The consequences of Defence finances being in an 'unsustainable mess' see our people losing their flights home to see family, having their military superannuation devalued, reservists having their hours cut or cancelled altogether, soldiers short on ammunition being required to shout 'bang bang' in training exercises, and so on. And there they are up in the Timor Sea rescuing boat after boat, saving the lives of countless women and children, diving into the water or being blown up and burnt on these illegal entry vessels. And there they are in villages in Afghanistan providing protection to defenceless people, protecting schools and women and children, and being blown up by improvised explosive devices for their trouble. And there they are in their aircraft for 13 or 14 hours in the Southern Ocean providing assistance to people in distress in one of the most treacherous and remote regions of the world.
That no other portfolio has had to stump up to facilitate this government's feigned and fake budget surplus underlines the fact that Labor has no regard for the men and women doing our bidding as soldiers, sailors and airmen.
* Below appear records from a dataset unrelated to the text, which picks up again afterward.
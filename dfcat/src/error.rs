// Copyright (c) 2024-2025 DeepGraph Inc.
// SPDX-License-Identifier: Apache-2.0
//
//! Error types for registry operations

use crate::value::ColumnKind;
use thiserror::Error;

/// Result type alias for catalog operations
pub type CatalogResult<T> = std::result::Result<T, CatalogError>;

/// Main error type for catalog operations.
///
/// All mutation and read operations fail atomically on the first
/// violation; only [`resolve`](crate::source::resolve) tolerates
/// per-record failures, and it reports those as
/// [`ResolutionWarning`](crate::source::ResolutionWarning)s rather than
/// through this type.
#[derive(Error, Debug)]
pub enum CatalogError {
    /// Malformed key, metadata shape, query or cardinality
    #[error("Validation error: {0}")]
    Validation(String),

    /// A value's shape disagrees with the column's established kind
    #[error("Column '{column}' is {expected}-kind but received a {found} value")]
    TypeKindConflict {
        /// Column whose kind was violated
        column: String,
        /// Kind established when the column was first observed
        expected: ColumnKind,
        /// Kind implied by the offending value
        found: ColumnKind,
    },

    /// Scalar-column values disagree on merge without overwrite
    #[error(
        "Conflicting values for scalar column '{column}' of entry '{key}': \
         existing {existing}, incoming {incoming} (pass overwrite=true to replace)"
    )]
    Conflict {
        /// Key of the entry being merged into
        key: String,
        /// Scalar column with disagreeing values
        column: String,
        /// Value already stored
        existing: String,
        /// Value being added
        incoming: String,
    },

    /// Persisted data is structurally invalid
    #[error("Format error: {0}")]
    Format(String),

    /// A collaborator failed to open a locator
    #[error("Source error: {0}")]
    Source(String),

    /// Driver name already registered
    #[error("Driver '{0}' is already registered")]
    DuplicateDriver(String),

    /// Driver name not registered
    #[error("Unknown driver '{0}'")]
    UnknownDriver(String),

    /// Internal invariant failure (poisoned lock)
    #[error("Internal error: {0}")]
    Internal(String),

    /// I/O errors
    #[error("I/O error: {0}")]
    Io(#[from] std::io::Error),
}
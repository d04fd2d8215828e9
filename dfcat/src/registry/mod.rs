// Copyright (c) 2024-2025 DeepGraph Inc.
// SPDX-License-Identifier: Apache-2.0
//
//! In-memory registry of sub-catalog references
//!
//! This module provides:
//! - `Record`: one entry (key, locator, metadata) describing a sub-catalog
//! - `Registry`: the ordered key → record store with its column schema
//! - The merge engine applied when an add targets an existing key or when
//!   two registries are combined
//!
//! A column's kind (scalar or set) is inferred from the first value
//! observed for it and is immutable for the lifetime of the registry.
//! Insertion order of keys is preserved for deterministic iteration and
//! search-result ordering.

use std::collections::{BTreeMap, HashMap};

use crate::error::{CatalogError, CatalogResult};
use crate::search::{MatchMode, Query};
use crate::value::{union, CellValue, ColumnKind, Scalar};

/// Whether an [`Registry::add`] call created a new entry or merged into an
/// existing one
#[derive(Debug, Clone, Copy, PartialEq, Eq)]
pub enum AddOutcome {
    /// The key was new; a record was inserted
    Created,
    /// The key existed; the incoming record was merged in
    Merged,
}

impl AddOutcome {
    /// True if the call inserted a new record
    pub fn is_created(&self) -> bool {
        matches!(self, AddOutcome::Created)
    }
}

/// One registry entry: a unique key, an opaque locator used to later open
/// the referenced sub-catalog, and searchable metadata.
#[derive(Debug, Clone, PartialEq)]
pub struct Record {
    key: String,
    locator: String,
    metadata: HashMap<String, CellValue>,
}

impl Record {
    pub(crate) fn from_parts(
        key: String,
        locator: String,
        metadata: HashMap<String, CellValue>,
    ) -> Self {
        Self {
            key,
            locator,
            metadata,
        }
    }

    /// Unique key of the entry
    pub fn key(&self) -> &str {
        &self.key
    }

    /// Opaque locator for the referenced sub-catalog
    pub fn locator(&self) -> &str {
        &self.locator
    }

    /// All metadata cells
    pub fn metadata(&self) -> &HashMap<String, CellValue> {
        &self.metadata
    }

    /// Look up one metadata cell; `None` means the column is absent on
    /// this record
    pub fn get(&self, column: &str) -> Option<&CellValue> {
        self.metadata.get(column)
    }
}

/// Ordered mapping from unique key to [`Record`], together with the column
/// schema and, for search results, the query that produced them.
///
/// Created empty with [`Registry::new`] or reconstructed from a file via
/// [`load`](crate::persist::load); mutated only through [`Registry::add`]
/// and [`Registry::merge`].
#[derive(Debug, Clone, Default, PartialEq)]
pub struct Registry {
    records: HashMap<String, Record>,
    order: Vec<String>,
    schema: HashMap<String, ColumnKind>,
    schema_order: Vec<String>,
    retained: Option<(Query, MatchMode)>,
}

impl Registry {
    /// Create an empty registry
    pub fn new() -> Self {
        Self::default()
    }

    /// Number of entries
    pub fn len(&self) -> usize {
        self.order.len()
    }

    /// True if the registry holds no entries
    pub fn is_empty(&self) -> bool {
        self.order.is_empty()
    }

    /// Keys in insertion order
    pub fn keys(&self) -> impl Iterator<Item = &str> {
        self.order.iter().map(String::as_str)
    }

    /// True if an entry with this key exists
    pub fn contains_key(&self, key: &str) -> bool {
        self.records.contains_key(key)
    }

    /// Look up an entry by key
    pub fn get(&self, key: &str) -> Option<&Record> {
        self.records.get(key)
    }

    /// Records in insertion order
    pub fn iter(&self) -> impl Iterator<Item = &Record> {
        self.order.iter().map(|key| &self.records[key])
    }

    /// Metadata column names in schema-establishment order
    pub fn columns(&self) -> &[String] {
        &self.schema_order
    }

    /// The established kind of a column, if the column has been observed
    pub fn column_kind(&self, column: &str) -> Option<ColumnKind> {
        self.schema.get(column).copied()
    }

    /// The query and mode that produced this registry, if it is the result
    /// of a [`search`](Registry::search)
    pub fn retained_query(&self) -> Option<(&Query, MatchMode)> {
        self.retained.as_ref().map(|(query, mode)| (query, *mode))
    }

    /// Add an entry, or merge into the existing entry with the same key.
    ///
    /// New columns are classified from the shape of their value (bare
    /// primitive → scalar, collection → set) and that kind is enforced for
    /// the lifetime of the registry. When several new columns appear in
    /// one call they are recorded in name order.
    ///
    /// Merging an existing key unions set-kind columns and keeps one-sided
    /// values; unequal scalar values (the locator included) fail with
    /// [`CatalogError::Conflict`] unless `overwrite` is set, in which case
    /// the incoming value wins.
    ///
    /// The call is atomic: on any error the registry is left exactly as it
    /// was.
    pub fn add(
        &mut self,
        key: &str,
        locator: &str,
        metadata: HashMap<String, CellValue>,
        overwrite: bool,
    ) -> CatalogResult<AddOutcome> {
        if key.is_empty() {
            return Err(CatalogError::Validation(
                "entry key must be a non-empty string".to_string(),
            ));
        }
        for (column, value) in &metadata {
            if column.is_empty() {
                return Err(CatalogError::Validation(
                    "metadata column names must be non-empty".to_string(),
                ));
            }
            if matches!(value, CellValue::Set(vs) if vs.is_empty()) {
                return Err(CatalogError::Validation(format!(
                    "column '{}': a set cell must contain at least one value",
                    column
                )));
            }
            for element in value.elements() {
                if !element.is_storable() {
                    return Err(CatalogError::Validation(format!(
                        "column '{}': non-finite numbers cannot be stored",
                        column
                    )));
                }
            }
            if let CellValue::Set(elements) = value {
                if elements
                    .windows(2)
                    .any(|pair| pair[0].type_rank() != pair[1].type_rank())
                {
                    return Err(CatalogError::Validation(format!(
                        "column '{}': collection elements must share one primitive type",
                        column
                    )));
                }
            }
        }

        // Classify before mutating anything so a later failure cannot
        // leave a half-applied schema.
        let mut new_columns: Vec<(String, ColumnKind)> = Vec::new();
        for (column, value) in &metadata {
            match self.schema.get(column) {
                Some(kind) if *kind != value.kind() => {
                    return Err(CatalogError::TypeKindConflict {
                        column: column.clone(),
                        expected: *kind,
                        found: value.kind(),
                    });
                }
                Some(_) => {}
                None => new_columns.push((column.clone(), value.kind())),
            }
        }
        new_columns.sort_by(|a, b| a.0.cmp(&b.0));

        let metadata: HashMap<String, CellValue> = metadata
            .into_iter()
            .map(|(column, value)| (column, value.canonicalized()))
            .collect();

        let (record, outcome) = match self.records.get(key) {
            Some(existing) => (
                merge_record(existing, locator, &metadata, overwrite)?,
                AddOutcome::Merged,
            ),
            None => (
                Record::from_parts(key.to_string(), locator.to_string(), metadata),
                AddOutcome::Created,
            ),
        };

        // Nothing can fail past this point; apply schema and record.
        for (column, kind) in new_columns {
            self.schema.insert(column.clone(), kind);
            self.schema_order.push(column);
        }
        if outcome.is_created() {
            self.order.push(key.to_string());
        }
        log::debug!(
            "{} entry '{}' ({} metadata columns)",
            if outcome.is_created() { "created" } else { "merged" },
            key,
            record.metadata.len()
        );
        self.records.insert(key.to_string(), record);

        Ok(outcome)
    }

    /// Combine two registries into a new one.
    ///
    /// Fails with [`CatalogError::TypeKindConflict`] if the registries
    /// disagree on a column's kind. Otherwise every record of `other` is
    /// added into a copy of `self`, in `other`'s iteration order, under
    /// the usual per-record merge rule (without overwrite). The result
    /// keeps `self`'s retained query, if any.
    pub fn merge(&self, other: &Registry) -> CatalogResult<Registry> {
        for column in &other.schema_order {
            let kind = other.schema[column];
            if let Some(existing) = self.schema.get(column) {
                if *existing != kind {
                    return Err(CatalogError::TypeKindConflict {
                        column: column.clone(),
                        expected: *existing,
                        found: kind,
                    });
                }
            }
        }

        let mut merged = self.clone();
        for column in &other.schema_order {
            merged.adopt_column(column, other.schema[column]);
        }
        for record in other.iter() {
            merged.add(&record.key, &record.locator, record.metadata.clone(), false)?;
        }
        log::debug!(
            "merged registries: {} + {} entries -> {}",
            self.len(),
            other.len(),
            merged.len()
        );
        Ok(merged)
    }

    /// Distinct values per metadata column, in canonical order.
    ///
    /// Set cells contribute their elements; records missing a column
    /// contribute nothing. Every schema column appears in the result, with
    /// an empty list when no record carries it.
    pub fn unique(&self) -> BTreeMap<String, Vec<Scalar>> {
        let mut collected: BTreeMap<String, Vec<Scalar>> = self
            .schema_order
            .iter()
            .map(|column| (column.clone(), Vec::new()))
            .collect();
        for record in self.iter() {
            for (column, cell) in &record.metadata {
                if let Some(values) = collected.get_mut(column) {
                    values.extend(cell.elements().cloned());
                }
            }
        }
        collected
            .into_iter()
            .map(|(column, values)| (column, crate::value::canonicalize(values)))
            .collect()
    }

    /// Number of distinct values per metadata column
    pub fn nunique(&self) -> BTreeMap<String, usize> {
        self.unique()
            .into_iter()
            .map(|(column, values)| (column, values.len()))
            .collect()
    }

    /// Record a schema column if absent; used when rebuilding a registry
    /// from a descriptor or copying a schema into a search result.
    pub(crate) fn adopt_column(&mut self, column: &str, kind: ColumnKind) {
        if !self.schema.contains_key(column) {
            self.schema.insert(column.to_string(), kind);
            self.schema_order.push(column.to_string());
        }
    }

    /// Append a fully-built record; returns false if the key is taken.
    /// Callers are responsible for schema consistency.
    pub(crate) fn insert_record(&mut self, record: Record) -> bool {
        if self.records.contains_key(&record.key) {
            return false;
        }
        self.order.push(record.key.clone());
        self.records.insert(record.key.clone(), record);
        true
    }

    pub(crate) fn set_retained_query(&mut self, query: Query, mode: MatchMode) {
        self.retained = Some((query, mode));
    }
}

/// Merge an incoming add into an existing record, producing the merged
/// record without touching the registry.
fn merge_record(
    existing: &Record,
    locator: &str,
    incoming: &HashMap<String, CellValue>,
    overwrite: bool,
) -> CatalogResult<Record> {
    // The locator is a scalar column under the same conflict rule.
    let locator = if existing.locator == locator || overwrite {
        locator.to_string()
    } else {
        return Err(CatalogError::Conflict {
            key: existing.key.clone(),
            column: "locator".to_string(),
            existing: existing.locator.clone(),
            incoming: locator.to_string(),
        });
    };

    let mut metadata = existing.metadata.clone();
    for (column, value) in incoming {
        match metadata.get(column) {
            None => {
                metadata.insert(column.clone(), value.clone());
            }
            Some(CellValue::Set(current)) => {
                let unioned = match value {
                    CellValue::Set(added) => union(current, added),
                    // Shapes were validated against the schema upstream
                    CellValue::Scalar(_) => unreachable!("kind mismatch survived validation"),
                };
                metadata.insert(column.clone(), CellValue::Set(unioned));
            }
            Some(CellValue::Scalar(current)) => {
                let added = match value {
                    CellValue::Scalar(added) => added,
                    CellValue::Set(_) => unreachable!("kind mismatch survived validation"),
                };
                if current != added {
                    if !overwrite {
                        return Err(CatalogError::Conflict {
                            key: existing.key.clone(),
                            column: column.clone(),
                            existing: current.to_string(),
                            incoming: added.to_string(),
                        });
                    }
                    metadata.insert(column.clone(), value.clone());
                }
            }
        }
    }

    Ok(Record::from_parts(existing.key.clone(), locator, metadata))
}
//! Integration tests for warning-tolerant source resolution
//!
//! Scenario from the design contract: of three matched entries, two
//! sub-catalog sources lack filter capability. Resolution must return all
//! three handles, exactly two warnings, and the capable source's handle
//! filtered - never aborting the overall operation.

use std::collections::HashMap;

use dfcat::{
    resolve, CellValue, MatchMode, Query, Registry, SourceError, SubCatalogSource,
};

/// A stand-in sub-catalog: the locator it was opened from and whether the
/// registry query was applied to it.
#[derive(Debug, PartialEq)]
struct FakeSubCatalog {
    locator: String,
    filtered: bool,
}

/// Source that can only filter sub-catalogs whose locator says so
struct PartiallyCapableSource;

impl SubCatalogSource for PartiallyCapableSource {
    type Handle = FakeSubCatalog;

    fn open(&self, locator: &str) -> Result<FakeSubCatalog, SourceError> {
        Ok(FakeSubCatalog {
            locator: locator.to_string(),
            filtered: false,
        })
    }

    fn filter(
        &self,
        handle: &FakeSubCatalog,
        _query: &Query,
        _mode: MatchMode,
    ) -> Result<FakeSubCatalog, SourceError> {
        if !handle.locator.contains("capable") {
            return Err(SourceError::Unsupported);
        }
        Ok(FakeSubCatalog {
            locator: handle.locator.clone(),
            filtered: true,
        })
    }
}

fn searched_registry() -> Registry {
    let _ = env_logger::builder().is_test(true).try_init();
    let mut registry = Registry::new();
    for (key, locator) in [
        ("first", "cat/first.json"),
        ("second", "cat/capable.json"),
        ("third", "cat/third.json"),
    ] {
        let mut meta = HashMap::new();
        meta.insert("variable".to_string(), CellValue::scalar("temp"));
        registry.add(key, locator, meta, false).unwrap();
    }
    registry
        .search(&Query::new().with("variable", vec!["temp"]), MatchMode::Exact)
        .unwrap()
}

#[test]
fn test_partial_filter_failures_collect_warnings() {
    let registry = searched_registry();
    assert_eq!(registry.len(), 3);

    let resolution = resolve(&registry, &PartiallyCapableSource, true).unwrap();

    assert_eq!(resolution.len(), 3);
    assert_eq!(resolution.warnings().len(), 2);

    let warned: Vec<&str> = resolution
        .warnings()
        .iter()
        .map(|warning| warning.key.as_str())
        .collect();
    assert_eq!(warned, vec!["first", "third"]);

    assert!(resolution.get("second").unwrap().filtered);
    assert!(!resolution.get("first").unwrap().filtered);
    assert!(!resolution.get("third").unwrap().filtered);
}

#[test]
fn test_warning_order_matches_iteration_order() {
    let registry = searched_registry();
    let resolution = resolve(&registry, &PartiallyCapableSource, true).unwrap();

    let keys: Vec<&str> = resolution
        .handles()
        .iter()
        .map(|(key, _)| key.as_str())
        .collect();
    assert_eq!(keys, vec!["first", "second", "third"]);
}

#[test]
fn test_pass_query_false_never_filters() {
    let registry = searched_registry();
    let resolution = resolve(&registry, &PartiallyCapableSource, false).unwrap();

    assert!(resolution.warnings().is_empty());
    assert!(resolution
        .handles()
        .iter()
        .all(|(_, handle)| !handle.filtered));
}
I know that General Cantwell was of this view when he said the Defence minister clearly did not respect his troops, and he was absolutely right. The arrogance of this minister sees him dismissing the concerns of respected US strategist Richard Armitage—rare criticism from a senior US strategist—former Chief of Army Peter Leahy, Major General Jim Molan, Major General John Cantwell and Lieutenant General Peter Cosgrove, former CDF. All have criticised this government's handling of this portfolio. Add to this the views of Dr Mark Thomson and this minister's capacity has alarm bells ringing loudly.
The 'unstainable mess' that Defence has become will not be fixed overnight or even in months; but, given the opportunity, the coalition will bring diligence and respect into the equation along with an admiration and regard for service men and women—in stark contrast to this incompetent government and its spin doctor ministers. As soon as the coalition can repair this unholy, unsustainable mess of Defence, we will deliver it and return to three per cent real growth. Let us be clear about the difference: we will deliver it.